If I understand correctly, should I put the HDDs back in AHCI mode and create a RAID0 array with mdad?

Okay, that probably explains why.

Core Update 156 is 2.5 years old with a lot of core updates in between. You really should look at updating more frequently, especially for a security device like a firewall. There have been quite a few CVE vulnerabilities identified in that time period covering packages like the kernel, openssl, openssh, curl etc all of which you will not have had protection from.

That time period also includes an update in mdadm from version 4.1 to 4.2 and that update includes around 2 years worth of development and bugfixes and in that collection there were enhancements and bugfixes for IMSM Raid which is Intel Matrix Storage Manager.
Likely that something in that update no longer works with the version of IMSM Raid coming from your new motherboard. Also likely that if you installed Core Update 180 on your KONTRON motherboard you would also have had the same problem.

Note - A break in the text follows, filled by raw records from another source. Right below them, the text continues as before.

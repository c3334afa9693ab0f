//! Provider Clients
//!
//! Typed accessors over the Solana RPC and DexScreener clients. Every lookup
//! goes through the single-flight cache, so concurrent evaluations of the same
//! mint share one upstream call. Implements `TokenDataSource` for the filter.

use std::sync::Arc;
use std::time::Duration;

use async_trait::async_trait;
use serde::{Deserialize, Serialize};
use tracing::{debug, warn};

use super::access::duration_ms;
use super::cache::{cache_key, SingleFlightCache};
use super::dexscreener::{DexPair, DexScreenerClient, PoolSummary};
use super::solana::{MintAccount, SolanaRpcClient, TokenSupply};
use crate::domain::{holder_concentration_pct, TokenCandidate, TokenSnapshot};
use crate::ports::{MintAuthorities, ProviderError, TokenDataSource};

/// Cache lifetime per data kind
#[derive(Debug, Clone, PartialEq, Serialize, Deserialize)]
#[serde(default)]
pub struct CacheTtls {
    #[serde(with = "duration_ms")]
    pub mint_account: Duration,
    #[serde(with = "duration_ms")]
    pub supply: Duration,
    #[serde(with = "duration_ms")]
    pub holders: Duration,
    #[serde(with = "duration_ms")]
    pub pools: Duration,
    #[serde(with = "duration_ms")]
    pub pair: Duration,
    #[serde(with = "duration_ms")]
    pub boosts: Duration,
}

impl Default for CacheTtls {
    fn default() -> Self {
        Self {
            mint_account: Duration::from_secs(60),
            supply: Duration::from_secs(60),
            holders: Duration::from_secs(30),
            pools: Duration::from_secs(30),
            pair: Duration::from_secs(30),
            boosts: Duration::from_millis(1000),
        }
    }
}

/// Cached facade over every upstream provider
#[derive(Debug, Clone)]
pub struct ProviderClients {
    rpc: Arc<SolanaRpcClient>,
    dex: Arc<DexScreenerClient>,
    cache: SingleFlightCache,
    ttls: CacheTtls,
}

impl ProviderClients {
    pub fn new(
        rpc: SolanaRpcClient,
        dex: DexScreenerClient,
        cache: SingleFlightCache,
        ttls: CacheTtls,
    ) -> Self {
        Self {
            rpc: Arc::new(rpc),
            dex: Arc::new(dex),
            cache,
            ttls,
        }
    }

    pub fn cache(&self) -> &SingleFlightCache {
        &self.cache
    }

    pub fn rpc(&self) -> &SolanaRpcClient {
        &self.rpc
    }

    pub fn dexscreener(&self) -> &DexScreenerClient {
        &self.dex
    }

    pub async fn mint_account(&self, mint: &str) -> Result<MintAccount, ProviderError> {
        let rpc = Arc::clone(&self.rpc);
        let owned = mint.to_string();
        self.cache
            .get_or_fetch(&cache_key("mint", mint), self.ttls.mint_account, move || async move {
                rpc.get_mint_account(&owned).await
            })
            .await
    }

    pub async fn token_supply(&self, mint: &str) -> Result<TokenSupply, ProviderError> {
        let rpc = Arc::clone(&self.rpc);
        let owned = mint.to_string();
        self.cache
            .get_or_fetch(&cache_key("supply", mint), self.ttls.supply, move || async move {
                rpc.get_token_supply(&owned).await
            })
            .await
    }

    /// Largest token account balances, largest first
    pub async fn largest_balances(&self, mint: &str) -> Result<Vec<u64>, ProviderError> {
        let rpc = Arc::clone(&self.rpc);
        let owned = mint.to_string();
        self.cache
            .get_or_fetch(&cache_key("holders", mint), self.ttls.holders, move || async move {
                rpc.get_largest_balances(&owned).await
            })
            .await
    }

    pub async fn pools(&self, mint: &str) -> Result<Vec<DexPair>, ProviderError> {
        let dex = Arc::clone(&self.dex);
        let owned = mint.to_string();
        self.cache
            .get_or_fetch(&cache_key("pools", mint), self.ttls.pools, move || async move {
                dex.token_pairs(&owned).await
            })
            .await
    }

    pub async fn pool_summary(&self, mint: &str) -> Result<PoolSummary, ProviderError> {
        Ok(PoolSummary::from_pairs(&self.pools(mint).await?))
    }

    pub async fn pair(&self, pair_address: &str) -> Result<Option<DexPair>, ProviderError> {
        let dex = Arc::clone(&self.dex);
        let owned = pair_address.to_string();
        self.cache
            .get_or_fetch(&cache_key("pair", pair_address), self.ttls.pair, move || async move {
                dex.pair(&owned).await
            })
            .await
    }

    /// Latest boosted Solana tokens as candidates, feed order preserved
    pub async fn boosted_candidates(&self) -> Result<Vec<TokenCandidate>, ProviderError> {
        let dex = Arc::clone(&self.dex);
        let boosts = self
            .cache
            .get_or_fetch("boosts:latest", self.ttls.boosts, move || async move {
                dex.latest_boosts().await
            })
            .await?;

        Ok(boosts.into_iter().map(|b| b.into_candidate()).collect())
    }

    /// Assemble a snapshot with conservative defaults for whatever fails.
    ///
    /// Not used for filtering: the filter fails closed on errors instead.
    pub async fn snapshot(&self, candidate: &TokenCandidate, top_n: usize) -> TokenSnapshot {
        let mint = candidate.mint.as_str();
        let (pools, authorities, concentration) = tokio::join!(
            self.pool_summary(mint),
            self.authorities(mint),
            self.top_holders_pct(mint, top_n),
        );

        let mut snapshot = TokenSnapshot {
            mint: candidate.mint.clone(),
            ..Default::default()
        };

        match pools {
            Ok(summary) => {
                snapshot.liquidity_usd = summary.liquidity_usd;
                snapshot.price_usd = summary.price_usd;
                snapshot.age_secs = summary.age_secs(chrono::Utc::now().timestamp());
            }
            Err(e) => {
                warn!(mint, error = %e, "Pool lookup failed, assuming zero liquidity");
                snapshot.failed.push("pools".to_string());
            }
        }

        match authorities {
            Ok(auth) => {
                snapshot.has_mint_authority = auth.has_mint_authority;
                snapshot.has_freeze_authority = auth.has_freeze_authority;
            }
            Err(e) => {
                warn!(mint, error = %e, "Mint account lookup failed, assuming no authorities");
                snapshot.failed.push("authorities".to_string());
            }
        }

        match concentration {
            Ok(pct) => snapshot.top_holders_pct = pct,
            Err(e) => {
                warn!(mint, error = %e, "Holder lookup failed, assuming zero concentration");
                snapshot.failed.push("top_holders".to_string());
            }
        }

        debug!(mint, complete = snapshot.is_complete(), "Snapshot assembled");
        snapshot
    }
}

#[async_trait]
impl TokenDataSource for ProviderClients {
    async fn liquidity_usd(&self, mint: &str) -> Result<f64, ProviderError> {
        Ok(self.pool_summary(mint).await?.liquidity_usd)
    }

    async fn authorities(&self, mint: &str) -> Result<MintAuthorities, ProviderError> {
        let account = self.mint_account(mint).await?;
        Ok(MintAuthorities {
            has_mint_authority: account.has_mint_authority(),
            has_freeze_authority: account.has_freeze_authority(),
        })
    }

    async fn top_holders_pct(&self, mint: &str, top_n: usize) -> Result<f64, ProviderError> {
        let (balances, supply) = tokio::try_join!(self.largest_balances(mint), self.token_supply(mint))?;
        holder_concentration_pct(&balances, supply.amount, top_n)
    }

    async fn age_secs(&self, mint: &str) -> Result<Option<i64>, ProviderError> {
        let summary = self.pool_summary(mint).await?;
        Ok(summary.age_secs(chrono::Utc::now().timestamp()))
    }
}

I would suggest that if you can start afresh with the two raid drives (ie not critical data stored on them) then your best bet is to configure your raid array on the two drives using mdadm on the IPFire machine. I am presuming that the two drives are not intended for the IPFire operating system but as Extra Hard Drives.

https://fireinfo.ipfire.org/profile/957ad3959914e72061592c579918d9fb359171ba

Maybe it’s a lack of a driver…

The raid runs perfectly on the Kontron motherboard with the latest update. I just tested it quickly.

I have checked through the kernel modules code in IPFire and there is a line

CONFIG_INTEL_RST=m

So the Intel RST driver module is installed but it is not loaded. That is normal as most users won’t require it.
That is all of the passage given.